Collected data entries

== Segment start ==

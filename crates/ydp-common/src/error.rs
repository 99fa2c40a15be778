//! Error types for YDP model handling

use thiserror::Error;

/// Result type alias for model and configuration operations
pub type Result<T> = std::result::Result<T, YdpError>;

/// Main error type for the declarative model layer
#[derive(Error, Debug)]
pub enum YdpError {
    #[error("IO error: {0}")]
    Io(#[from] std::io::Error),

    #[error("Serialization error: {0}")]
    Serialization(#[from] serde_json::Error),

    #[error("Model parse error: {0}")]
    ModelParse(#[from] serde_yaml::Error),

    #[error("Invalid cron expression '{expression}': {reason}")]
    InvalidCron { expression: String, reason: String },

    #[error("Datastore not found: {0}")]
    DatastoreNotFound(String),

    #[error("Dataset not found: {datastore}.{dataset}")]
    DatasetNotFound { datastore: String, dataset: String },

    #[error("Workspace not found: {0}")]
    WorkspaceNotFound(String),

    #[error("Model validation failed with {} issue(s): {}", .0.len(), .0.join("; "))]
    Validation(Vec<String>),

    #[error("Configuration error: {0}")]
    Config(String),
}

== Segment end ==

= DIRECTIONS FOR THIS TASK =
Scan the lines above for the word "reason" and copy every one where it occurs.

= ANSWER SECTION =
    #[error("Invalid cron expression '{expression}': {reason}")]
    InvalidCron { expression: String, reason: String },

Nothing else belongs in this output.